Sales more than doubled in 2018, totaling $1.6 billion ($1.2 billion USD), more than twice what was spent in 2017 on medical cannabis sales.
Canadian legalization began in October 2018, and sales well exceeded what had been predicted, resulting in widespread shortages.
As the Financial Post reported: “Quebec’s government-controlled stores have closed three days a week, Alberta has temporarily stopped issuing retail licenses, and Ontario has said it will initially open just 25 stores across Canada’s most populous province. As of mid-December, about 50 percent of products for sale in five provinces were out of stock.”
This isn’t expected to change anytime soon.
While the initial predictions were for the shortages to last 18 months, new estimates predict them lasting as long as three years. (Please don’t talk to me about exporting Oregon’s excess—that simply isn’t going to happen until cannabis is descheduled by our federal government, no matter what bills states might pass supporting the very worthy idea of interstate commerce.)

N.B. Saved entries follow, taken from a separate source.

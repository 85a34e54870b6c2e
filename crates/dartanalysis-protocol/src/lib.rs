//! Wire types for the Dart Analysis Server protocol
//!
//! This crate holds the pure data side of the client: the JSON envelopes that
//! travel over the server's stdin/stdout, the table of known commands and the
//! payload shapes of every notification the client understands.
//!
//! # Type Organization
//!
//! - **Envelopes**: [`envelope`] - request ids, outgoing requests, incoming message classification
//! - **Commands**: [`command`] and [`commands`] - the method name / params / result table
//! - **Notifications**: [`notifications`] - topics and their payloads
//! - **Shared shapes**: [`types`] - locations, elements, errors, highlight regions
//! - **Error types**: [`error`] - protocol errors
//!
//! # Design Principles
//!
//! - **Zero I/O**: all types are pure data structures
//! - **Serialization**: serde-based, camelCase on the wire
//! - **Forward compatible**: unknown notification events are not errors

#![deny(unsafe_code)]
#![warn(missing_docs)]
//!
//! # Usage
//!
//! ```
//! use dartanalysis_protocol::IncomingMessage;
//!
//! let message = IncomingMessage::from_line(r#"{"id":"1","result":{}}"#).unwrap();
//! assert!(matches!(message, IncomingMessage::Response(_)));
//! ```

pub mod command;
pub mod commands;
pub mod envelope;
pub mod error;
pub mod notifications;
pub mod types;

// Re-export commonly used types at crate level
pub use command::{Command, Empty, NoParams};
pub use envelope::{IncomingMessage, NotificationMessage, Request, RequestError, RequestId, ResponseMessage};
pub use error::{ProtocolError, Result};
pub use notifications::{Notification, Topic, TopicPayload};
pub use types::{AnalysisSubscription, ServerService};
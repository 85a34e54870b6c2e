//! Notification topics and payloads
//!
//! The table at the bottom of this module is the closed mapping from wire
//! event name to [`Topic`] and payload type. Events missing from it are
//! ignored by the client, so newer servers can add events freely.

use crate::error::{ProtocolError, Result};
use crate::types::{
    AnalysisErrorInfo, HighlightRegion, NavigationRegion, NavigationTarget, Outline,
};
use serde::{Deserialize, Serialize};
use serde_json::Value;

/// `server.connected` payload
#[derive(Debug, Clone, PartialEq, Eq, Default, Serialize, Deserialize)]
pub struct ServerConnectedNotification {
    /// Server version
    #[serde(default)]
    pub version: Option<String>,

    /// Server process id
    #[serde(default)]
    pub pid: Option<u32>,
}

/// Analysis progress reported in `server.status`
#[derive(Debug, Clone, PartialEq, Eq, Serialize, Deserialize)]
#[serde(rename_all = "camelCase")]
pub struct AnalysisStatus {
    /// Whether analysis is running
    pub is_analyzing: bool,

    /// What is being analyzed, when known
    #[serde(default)]
    pub analysis_target: Option<String>,
}

/// `server.status` payload
#[derive(Debug, Clone, PartialEq, Eq, Default, Serialize, Deserialize)]
pub struct ServerStatusNotification {
    /// Analysis progress, absent when unchanged
    #[serde(default)]
    pub analysis: Option<AnalysisStatus>,
}

/// `server.error` payload
#[derive(Debug, Clone, PartialEq, Eq, Serialize, Deserialize)]
#[serde(rename_all = "camelCase")]
pub struct ServerErrorNotification {
    /// Whether the server is about to exit
    pub is_fatal: bool,

    /// Error description
    pub message: String,

    /// Server-side stack trace
    #[serde(default)]
    pub stack_trace: String,
}

/// `analysis.errors` payload
#[derive(Debug, Clone, PartialEq, Serialize, Deserialize)]
pub struct AnalysisErrorsNotification {
    /// File the errors belong to
    pub file: String,

    /// Full set of current errors; replaces any earlier set
    pub errors: Vec<AnalysisErrorInfo>,
}

/// `analysis.highlights` payload
#[derive(Debug, Clone, PartialEq, Eq, Serialize, Deserialize)]
pub struct AnalysisHighlightsNotification {
    /// File the regions belong to
    pub file: String,

    /// Highlighted regions
    pub regions: Vec<HighlightRegion>,
}

/// `analysis.navigation` payload
#[derive(Debug, Clone, PartialEq, Eq, Serialize, Deserialize)]
pub struct AnalysisNavigationNotification {
    /// File the regions belong to
    pub file: String,

    /// Navigable regions
    pub regions: Vec<NavigationRegion>,

    /// Targets referenced by index from `regions`
    #[serde(default)]
    pub targets: Vec<NavigationTarget>,

    /// Files referenced by index from `targets`
    #[serde(default)]
    pub files: Vec<String>,
}

impl AnalysisNavigationNotification {
    /// Resolve a region's targets to `(file, target)` pairs
    ///
    /// Indices pointing outside the notification are skipped.
    pub fn resolve<'a>(
        &'a self,
        region: &'a NavigationRegion,
    ) -> impl Iterator<Item = (&'a str, &'a NavigationTarget)> + 'a {
        region.targets.iter().filter_map(move |&index| {
            let target = self.targets.get(index)?;
            let file = self.files.get(target.file_index)?;
            Some((file.as_str(), target))
        })
    }
}

/// `analysis.outline` payload
#[derive(Debug, Clone, PartialEq, Eq, Serialize, Deserialize)]
pub struct AnalysisOutlineNotification {
    /// File the outline describes
    pub file: String,

    /// Root outline node
    pub outline: Outline,
}

/// A payload type bound to exactly one topic
pub trait TopicPayload: Clone + Send + 'static {
    /// The topic this payload is delivered on
    const TOPIC: Topic;

    /// Take the payload out of a notification of this topic
    fn from_notification(notification: Notification) -> Option<Self>;
}

macro_rules! topics {
    ($(
        $(#[$meta:meta])*
        $topic:ident => $event:literal, $payload:ident;
    )*) => {
        /// Notification category used for subscriber routing
        #[derive(Debug, Clone, Copy, PartialEq, Eq, Hash, PartialOrd, Ord, Serialize, Deserialize)]
        pub enum Topic {
            $( $(#[$meta])* $topic, )*
        }

        impl Topic {
            /// Every known topic
            pub const ALL: &'static [Topic] = &[$(Topic::$topic),*];

            /// Look up the topic of a wire event name
            pub fn from_event(event: &str) -> Option<Topic> {
                match event {
                    $( $event => Some(Topic::$topic), )*
                    _ => None,
                }
            }

            /// Wire event name of this topic
            pub fn event(&self) -> &'static str {
                match self {
                    $( Topic::$topic => $event, )*
                }
            }
        }

        /// A decoded notification
        #[derive(Debug, Clone, PartialEq)]
        pub enum Notification {
            $( $(#[$meta])* $topic($payload), )*
        }

        impl Notification {
            /// Decode raw params into the payload type of `topic`
            ///
            /// # Errors
            ///
            /// Returns [`ProtocolError::InvalidPayload`] when the params do not
            /// match the topic's payload shape.
            pub fn decode(topic: Topic, params: Value) -> Result<Notification> {
                // Absent params decode like an empty object.
                let params = if params.is_null() { Value::Object(Default::default()) } else { params };
                let invalid = |e: serde_json::Error| ProtocolError::InvalidPayload {
                    event: topic.event().to_string(),
                    reason: e.to_string(),
                };
                match topic {
                    $( Topic::$topic => serde_json::from_value(params)
                        .map(Notification::$topic)
                        .map_err(invalid), )*
                }
            }

            /// Topic this notification belongs to
            pub fn topic(&self) -> Topic {
                match self {
                    $( Notification::$topic(_) => Topic::$topic, )*
                }
            }
        }

        $(
            impl TopicPayload for $payload {
                const TOPIC: Topic = Topic::$topic;

                fn from_notification(notification: Notification) -> Option<Self> {
                    match notification {
                        Notification::$topic(payload) => Some(payload),
                        #[allow(unreachable_patterns)]
                        _ => None,
                    }
                }
            }
        )*
    };
}

topics! {
    /// `server.connected`
    ServerConnected => "server.connected", ServerConnectedNotification;
    /// `server.status`
    ServerStatus => "server.status", ServerStatusNotification;
    /// `server.error`
    ServerError => "server.error", ServerErrorNotification;
    /// `analysis.errors`
    AnalysisErrors => "analysis.errors", AnalysisErrorsNotification;
    /// `analysis.highlights`
    AnalysisHighlights => "analysis.highlights", AnalysisHighlightsNotification;
    /// `analysis.navigation`
    AnalysisNavigation => "analysis.navigation", AnalysisNavigationNotification;
    /// `analysis.outline`
    AnalysisOutline => "analysis.outline", AnalysisOutlineNotification;
}

impl std::fmt::Display for Topic {
    fn fmt(&self, f: &mut std::fmt::Formatter<'_>) -> std::fmt::Result {
        write!(f, "{}", self.event())
    }
}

The shortage has been a boon for the illicit market.
Statistics Canada took respondent data from cannabis consumers and determined that between legalization in October 2018, and the end of the year, the price of legal cannabis actually rose, with consumers paying an average of $9.71 Canadian per gram for legally purchased cannabis.
The price for illicitly acquired cannabis was $6.51 per gram. Which may explain why so many Canadians still keep their dealer’s number—that’s a difference of roughly $90 Canadian per ounce. Canadians also have the option to grow their own.

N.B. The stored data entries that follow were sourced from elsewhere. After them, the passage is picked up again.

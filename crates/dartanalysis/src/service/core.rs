//! Core service management
//!
//! Provides the [`AnalysisService`] struct, its construction and lifecycle.

use crate::config::ServiceConfig;
use crate::correlator::{CloseReason, Correlator};
use crate::error::{AnalysisError, Result};
use crate::events::{EventRouter, EventStream};
use crate::lifecycle::ServiceState;
use crate::routing::MessageRouter;
use dartanalysis_protocol::commands::ServerShutdown;
use dartanalysis_protocol::{Command, NoParams, TopicPayload};
use dartanalysis_transport::{ProcessConfig, StdioTransport, Transport};
use std::sync::{Arc, Mutex, MutexGuard};
use uuid::Uuid;

/// A connection to one analysis server
///
/// Construct with [`AnalysisService::launch`] (or one of the lower-level
/// constructors) inside a tokio runtime. Every instance owns its own
/// process, request ids and subscribers.
pub struct AnalysisService {
    /// Per-instance id for log correlation
    pub(crate) instance_id: Uuid,

    /// Line transport to the server
    pub(crate) transport: Arc<dyn Transport>,

    /// Pending request bookkeeping
    pub(crate) correlator: Arc<Correlator>,

    /// Notification subscribers
    pub(crate) events: Arc<EventRouter>,

    /// Lifecycle state
    pub(crate) state: Mutex<ServiceState>,
}

impl AnalysisService {
    /// Launch the server described by `config`
    ///
    /// # Errors
    ///
    /// Returns [`AnalysisError::Config`] if the SDK or script is missing and
    /// [`AnalysisError::Transport`] if the process cannot be started.
    pub fn launch(config: ServiceConfig) -> Result<Self> {
        config.validate()?;
        Self::spawn(config.to_process_config())
    }

    /// Spawn a server from an explicit process description
    pub fn spawn(process: ProcessConfig) -> Result<Self> {
        let transport = StdioTransport::spawn(process)?;
        Self::with_transport(Arc::new(transport))
    }

    /// Run the client over an existing transport
    ///
    /// The transport's read loop is started here.
    pub fn with_transport(transport: Arc<dyn Transport>) -> Result<Self> {
        let service = Self {
            instance_id: Uuid::new_v4(),
            correlator: Arc::new(Correlator::new(Arc::clone(&transport))),
            events: Arc::new(EventRouter::new()),
            transport,
            state: Mutex::new(ServiceState::Created),
        };

        let router = MessageRouter::new(&service.correlator, &service.events);
        service.transport.start(Arc::new(router))?;
        service.transition(ServiceState::Running);

        tracing::info!(instance = %service.instance_id, "analysis service running");
        Ok(service)
    }

    fn lock_state(&self) -> MutexGuard<'_, ServiceState> {
        self.state.lock().unwrap_or_else(|poisoned| poisoned.into_inner())
    }

    /// Move to `next` if that goes forward; returns whether it did
    fn transition(&self, next: ServiceState) -> bool {
        let mut state = self.lock_state();
        if !state.can_transition_to(next) {
            return false;
        }
        tracing::debug!(instance = %self.instance_id, from = %*state, to = %next, "state change");
        *state = next;
        true
    }

    /// Unique id of this service instance
    pub fn instance_id(&self) -> Uuid {
        self.instance_id
    }

    /// Current lifecycle state
    pub fn state(&self) -> ServiceState {
        *self.lock_state()
    }

    /// Whether the server connection is still open
    pub async fn is_connected(&self) -> bool {
        !self.state().is_disposed() && self.transport.is_connected().await
    }

    /// Number of requests still waiting for a response
    pub fn pending_requests(&self) -> usize {
        self.correlator.pending_count()
    }

    /// Send any command and wait for its result
    ///
    /// There is no built-in timeout; wrap the call in
    /// [`tokio::time::timeout`] if needed.
    ///
    /// # Errors
    ///
    /// Returns [`AnalysisError::Disposed`] without sending anything once the
    /// service is disposed. See [`Correlator::send`] for the rest.
    #[tracing::instrument(
        name = "request",
        skip(self, params),
        fields(instance = %self.instance_id, method = C::METHOD)
    )]
    pub async fn send<C: Command>(&self, params: &C::Params) -> Result<C::Result> {
        if self.state().is_disposed() {
            return Err(AnalysisError::Disposed);
        }
        self.correlator.send::<C>(params).await
    }

    /// Subscribe to notifications carrying payload `T`
    ///
    /// Only notifications arriving after this call are delivered.
    pub fn subscribe<T: TopicPayload>(&self) -> EventStream<T> {
        self.events.subscribe::<T>()
    }

    /// Tear down the connection
    ///
    /// Fails every pending request with [`AnalysisError::ConnectionClosed`],
    /// ends every notification stream, and kills the server process. Calling
    /// it again does nothing.
    pub async fn dispose(&self) -> Result<()> {
        if !self.transition(ServiceState::Disposed) {
            return Ok(());
        }

        tracing::info!(
            instance = %self.instance_id,
            pending = self.correlator.pending_count(),
            "disposing analysis service"
        );
        self.correlator.close(CloseReason::Disposed);
        self.events.close();
        self.transport.close().await?;
        Ok(())
    }

    /// Ask the server to shut down, then dispose
    ///
    /// A server that exits before answering is not an error.
    pub async fn shutdown(&self) -> Result<()> {
        let outcome = self.send::<ServerShutdown>(&NoParams {}).await;
        self.dispose().await?;

        match outcome {
            Ok(_) => Ok(()),
            Err(e) if e.is_connection_lost() => Ok(()),
            Err(e) => Err(e),
        }
    }
}

impl std::fmt::Debug for AnalysisService {
    fn fmt(&self, f: &mut std::fmt::Formatter<'_>) -> std::fmt::Result {
        f.debug_struct("AnalysisService")
            .field("instance_id", &self.instance_id)
            .field("state", &self.state())
            .field("pending_requests", &self.pending_requests())
            .finish()
    }
}
//! Stdio transport for the Dart Analysis Server
//!
//! Owns the server process and its standard streams. Outgoing messages are
//! written one JSON object per line; a single read loop decodes incoming
//! lines and hands each one to a [`MessageHandler`].
//!
//! # Architecture
//!
//! - **Transport trait**: the write side as seen by the request correlator
//! - **MessageHandler trait**: the read side's dispatch target
//! - **Subprocess transport**: process spawning and stdio framing
//! - **Read loop**: line decoding, classification, connection-closed signal
//! - **Write loop**: one task owning stdin, writing whole lines only

#![deny(unsafe_code)]
#![warn(missing_docs)]
//!
//! # Usage
//!
//! ```ignore
//! use dartanalysis_transport::{ProcessConfig, StdioTransport, Transport};
//!
//! let transport = StdioTransport::spawn(ProcessConfig::new("/sdk/bin/dart").with_arg(script))?;
//! transport.start(handler)?;
//! transport.send_message(serde_json::json!({"id": "1", "method": "server.getVersion"})).await?;
//! ```

pub mod error;
pub mod reader;
pub mod subprocess;
pub mod traits;
pub mod writer;

// Re-export commonly used types
pub use error::{Result, TransportError};
pub use subprocess::{ProcessConfig, StderrMode, StdioTransport};
pub use traits::{MessageHandler, Transport};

The high price tag of Canadian cannabis is attributable to both the cost of regulation enforcement, which runs $500 million Canadian annually, and that the vast majority of flower thus far produced for the legal marketplace has been indoor or greenhouse.
An Ontario-based partnership expects to produce Canada’s first large-scale sun-grown harvest by October 2019, for what they predict conservatively to be 88,185 pounds of dried cannabis, grown at what they told MJ Business Daily will be “25 percent of the cost of greenhouse-grown cannabis and 15 to 20 percent of an indoor space.”
The economic benefits include an increase in cannabis jobs by 266 percent in just one year, with an average hourly wage for a Canadian cannabis employee of $29.58 Canadian, compared to the national average of $27.03 per hour.
And Canadians certainly enjoy their weed, with Statistics Canada estimating that Canadians spend $4.4 billion Canadian per year on the stuff, with only $570 million of that spent on legal cannabis in 2017. As more consumers migrate to the legal marketplace, the revenue from cannabis taxes are estimated to hit as much as $1 billion Canadian.
Canada isn’t interested solely in keeping its citizens high—many growers are looking far beyond their own backyards for eager customers. Germany, Australia, New Zealand, and the Czech Republic are all purchasing Canadian cannabis for their medical markets.
As other countries embrace medical cannabis programs, Canada is positioned to provide the herb, and the knowledge and equipment to produce it.
How Canada handles its emerging industry is something we should take a keen interest in. Odds are growing that the US will one day follow suit—the sooner the better.